La procédure est similaire à celle du mécanisme de défense d'E. Coli décrit dans le système immunitaire . Dans ce processus, la partie espaceur de l'ARNr peut être modifiée pour couper l'ADN complémentaire double brin spécifique de la séquence, ce qui entraîne des délétions ciblées. La molécule trRNA: crRNA chimiquement modifiée est appelée guideRNA. Cela nécessite deux complexes crRNA: tracrRNA: Cas9 différents pour se fixer à deux sites sur l'ADN. Après élimination du fragment d'ADN, la liaison assistée par enzyme des seconds fragments d'ADN se produit par des ligases. Cela diffère du simple découpage d'une séquence d'ADN comme dans la bactérie. Au fil des ans, des techniques de modélisation essentielles ont été ajoutées. Ceux-ci permettent non seulement des délétions dans le brin d'ADN, mais également l'ajout (insertions) de nouveaux nucléotides d'ADN. La modification la plus prometteuse est l'édition principale. Ici, une suppression et donc une élimination d'un fragment d'ADN est suivie de l'insertion d'un nouveau fragment d'ADN. Le soi-disant pegRNA (Prime Editing Guide RNA) est disponible ici sous forme de transcription de l'ADN à insérer. A l'aide d'une transcriptase inverse, le pegARN est transcrit en ADN et incorporé dans l'ADN, à nouveau en utilisant des ligases. La protéine CAS2 requise pour ce processus génère des coupes simple brin au lieu de coupes double brin. Cela permet au nouveau fragment d'ADN d'être inséré avec un ajustement précis dans le brin d'ADN coupé avec ses extrémités saillantes. La nouvelle modification est fondamentale pour échanger la séquence d'ADN «pathologique» selon la séquence «non pathologique» dans le futur dans le cadre d'une maladie héréditaire.

Après la thérapie

Une fois de plus, un criblage du génome est effectué pour confirmer le succès de l'édition du génome.

Complications possibles

En raison de possibles mésappariements de bases de l'ARN guide, des effets hors cible, c'est-à-dire une liaison au site indésirable, peuvent se produire.

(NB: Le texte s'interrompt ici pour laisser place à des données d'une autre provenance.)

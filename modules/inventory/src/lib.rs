// Inventory module - items, recipes, and the branch stock ledger
//
// Clean Architecture layers:
// - domain: entities, value objects, repository traits, the recipe cost engine
// - infrastructure: PostgreSQL repository implementations
//
// Authoring CRUD (create/update items, categories, recipes) is out of scope;
// this crate exposes the core algorithmic surface other crates build on.

pub mod domain;
pub mod infrastructure;

mod error;

// Error type
pub use error::{ErrorKind, InventoryError, ShortItem};

// Domain layer - entities
pub use domain::entities::{
    BranchInventory, InventoryItem, InventoryTransaction, Recipe, RecipeIngredient, RecipeVariant,
    TransactionReference,
};

// Domain layer - value objects
pub use domain::value_objects::{
    Currency, ItemId, ItemType, ProductId, RecipeId, RecipeVariantId, ReservationId, Sku, SourceType, TransactionId,
    TransactionType, UnitOfMeasure, VariantId, VariantType,
};

// Domain layer - repository traits
pub use domain::repositories::{
    BranchInventoryLedger, BranchInventoryRepository, ItemRepository, LedgerRequirement, RecipeRepository,
    RecipeVariantRepository,
};

// Domain layer - services
pub use domain::services::{FlattenedRecipe, LeafRequirement, RecipeCostEngine, RecipeGraph};

// Infrastructure layer - PostgreSQL repositories
pub use infrastructure::persistence::{
    PgBranchInventoryLedger, PgBranchInventoryRepository, PgItemRepository, PgRecipeRepository,
    PgRecipeVariantRepository,
};
// RecipeVariantId value object - unique identifier for a RecipeVariant

use serde::{Deserialize, Serialize};
use uuid::{NoContext, Timestamp, Uuid};

/// Unique identifier for a RecipeVariant
#[derive(Debug, Clone, Copy, PartialEq, Eq, Hash, Serialize, Deserialize)]
pub struct RecipeVariantId(Uuid);

impl RecipeVariantId {
    /// Creates a new RecipeVariantId with a UUID v7 (time-ordered)
    pub fn new() -> Self {
        Self(Uuid::new_v7(Timestamp::now(NoContext)))
    }

    /// Creates a RecipeVariantId from an existing UUID
    pub fn from_uuid(uuid: Uuid) -> Self {
        Self(uuid)
    }

    /// Converts the RecipeVariantId into its underlying UUID
    pub fn into_uuid(self) -> Uuid {
        self.0
    }
}

impl Default for RecipeVariantId {
    fn default() -> Self {
        Self::new()
    }
}
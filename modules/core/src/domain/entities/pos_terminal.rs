// PosTerminal entity - a physical POS device scoped to a branch.

use identity::BranchId;
use serde::{Deserialize, Serialize};

use crate::domain::value_objects::{TerminalCode, TerminalId};

#[derive(Debug, Clone, Copy, PartialEq, Eq, Serialize, Deserialize)]
pub enum TerminalStatus {
    Active,
    Maintenance,
    Retired,
}

impl TerminalStatus {
    pub fn is_active(&self) -> bool {
        matches!(self, TerminalStatus::Active)
    }
}

#[derive(Debug, Clone, Serialize, Deserialize)]
pub struct PosTerminal {
    id: TerminalId,
    branch_id: BranchId,
    machine_id: TerminalCode,
    name: String,
    status: TerminalStatus,
}

impl PosTerminal {
    pub fn new(branch_id: BranchId, machine_id: TerminalCode, name: String) -> Self {
        Self {
            id: TerminalId::new(),
            branch_id,
            machine_id,
            name,
            status: TerminalStatus::Active,
        }
    }

    pub fn reconstitute(
        id: TerminalId,
        branch_id: BranchId,
        machine_id: TerminalCode,
        name: String,
        status: TerminalStatus,
    ) -> Self {
        Self {
            id,
            branch_id,
            machine_id,
            name,
            status,
        }
    }

    pub fn id(&self) -> TerminalId {
        self.id
    }

    pub fn branch_id(&self) -> BranchId {
        self.branch_id
    }

    pub fn machine_id(&self) -> &TerminalCode {
        &self.machine_id
    }

    pub fn name(&self) -> &str {
        &self.name
    }

    pub fn status(&self) -> TerminalStatus {
        self.status
    }

    pub fn retire(&mut self) {
        self.status = TerminalStatus::Retired;
    }

    pub fn set_maintenance(&mut self) {
        self.status = TerminalStatus::Maintenance;
    }

    pub fn reactivate(&mut self) {
        self.status = TerminalStatus::Active;
    }
}

#[cfg(test)]
mod tests {
    use super::*;

    #[test]
    fn starts_active() {
        let t = PosTerminal::new(
            BranchId::new(),
            TerminalCode::new("till-1").unwrap(),
            "Front counter".into(),
        );
        assert!(t.status().is_active());
    }

    #[test]
    fn retire_is_terminal() {
        let mut t = PosTerminal::new(
            BranchId::new(),
            TerminalCode::new("till-1").unwrap(),
            "Front counter".into(),
        );
        t.retire();
        assert!(!t.status().is_active());
    }
}
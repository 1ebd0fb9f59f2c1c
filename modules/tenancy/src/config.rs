// Tenancy configuration - read once at startup, threaded in explicitly.
// Per the core's "no process-global mutable state beyond startup config" rule.

#[derive(Debug, Clone)]
pub struct TenancyConfig {
    /// Connection string for the shared directory database (holds the
    /// `tenant_directory` table only; out of core scope otherwise).
    pub directory_database_url: String,
    /// Max pooled connections per resolved tenant pool.
    pub tenant_pool_max_connections: u32,
}

impl TenancyConfig {
    pub fn from_env() -> Self {
        let directory_database_url = std::env::var("TENANT_DIRECTORY_DATABASE_URL")
            .or_else(|_| std::env::var("DATABASE_URL"))
            .expect("TENANT_DIRECTORY_DATABASE_URL or DATABASE_URL must be set");
        let tenant_pool_max_connections = std::env::var("TENANT_POOL_MAX_CONNECTIONS")
            .ok()
            .and_then(|v| v.parse().ok())
            .unwrap_or(5);

        Self {
            directory_database_url,
            tenant_pool_max_connections,
        }
    }
}
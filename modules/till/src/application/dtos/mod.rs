//! DTOs (Data Transfer Objects) for the till module.
//!
//! Contains commands (inputs) and responses (outputs) for till-session
//! operations.

pub mod till;

pub use till::*;
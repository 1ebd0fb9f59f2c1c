// PostgreSQL BranchInventoryRepository implementation (read side)

use async_trait::async_trait;
use identity::BranchId;
use rust_decimal::Decimal;
use sqlx::PgPool;

use crate::domain::entities::BranchInventory;
use crate::domain::repositories::BranchInventoryRepository;
use crate::domain::value_objects::ItemId;
use crate::InventoryError;

pub struct PgBranchInventoryRepository {
    pool: PgPool,
}

impl PgBranchInventoryRepository {
    pub fn new(pool: PgPool) -> Self {
        Self { pool }
    }
}

#[derive(sqlx::FromRow)]
struct BranchInventoryRow {
    branch_id: uuid::Uuid,
    item_id: uuid::Uuid,
    on_hand_qty: Decimal,
    reorder_point: Decimal,
    min_stock: Decimal,
    max_stock: Option<Decimal>,
    cost_per_unit: Decimal,
    selling_price: Option<Decimal>,
    active: bool,
}

impl From<BranchInventoryRow> for BranchInventory {
    fn from(row: BranchInventoryRow) -> Self {
        BranchInventory::reconstitute(
            BranchId::from_uuid(row.branch_id),
            ItemId::from_uuid(row.item_id),
            row.on_hand_qty,
            row.reorder_point,
            row.min_stock,
            row.max_stock,
            row.cost_per_unit,
            row.selling_price,
            row.active,
        )
    }
}

#[async_trait]
impl BranchInventoryRepository for PgBranchInventoryRepository {
    async fn find(&self, branch_id: BranchId, item_id: ItemId) -> Result<Option<BranchInventory>, InventoryError> {
        let row = sqlx::query_as::<_, BranchInventoryRow>(
            "SELECT branch_id, item_id, on_hand_qty, reorder_point, min_stock, max_stock, cost_per_unit, \
             selling_price, active FROM branch_inventories WHERE branch_id = $1 AND item_id = $2",
        )
        .bind(branch_id.into_uuid())
        .bind(item_id.into_uuid())
        .fetch_optional(&self.pool)
        .await?;

        Ok(row.map(Into::into))
    }

    async fn find_low_stock(&self, branch_id: BranchId) -> Result<Vec<BranchInventory>, InventoryError> {
        let rows = sqlx::query_as::<_, BranchInventoryRow>(
            "SELECT branch_id, item_id, on_hand_qty, reorder_point, min_stock, max_stock, cost_per_unit, \
             selling_price, active FROM branch_inventories \
             WHERE branch_id = $1 AND active AND on_hand_qty <= reorder_point",
        )
        .bind(branch_id.into_uuid())
        .fetch_all(&self.pool)
        .await?;

        Ok(rows.into_iter().map(Into::into).collect())
    }
}
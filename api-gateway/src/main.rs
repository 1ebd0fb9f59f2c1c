use axum::{routing::get, Router};
use common::health::infrastructure::health_check_simple;

#[tokio::main]
async fn main() {
    let app = Router::new()
        .route("/health", get(health_check_simple));

    let listener = tokio::net::TcpListener::bind("0.0.0.0:3000").await.unwrap();
    println!("API Gateway running on http://0.0.0.0:3000");
    axum::serve(listener, app).await.unwrap();
}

Celles-ci peuvent provoquer des mutations ponctuelles (changements de base), des insertions (incorporation de nucléotides supplémentaires ou de séquences d'ADN dans une séquence d'ADN), des délétions (perte de…), des translocations (changement de position de l'ADN) et des inversions (présence d'un segment d'ADN tourné 180 degrés). L'enzyme CAS9 ne coupe pas à l'emplacement souhaité dans tous les cas. Cependant, des augmentations de spécificité ont déjà été réalisées grâce à des changements dans la conception des protéines. Aussi, en liant CAS9 à une endonucléase Fokl, également dérivée de les bactéries, la spécificité pourrait être augmentée à 1: 10,000 1 (sans autres modifications, seulement une spécificité allant jusqu'à 2: XNUMX).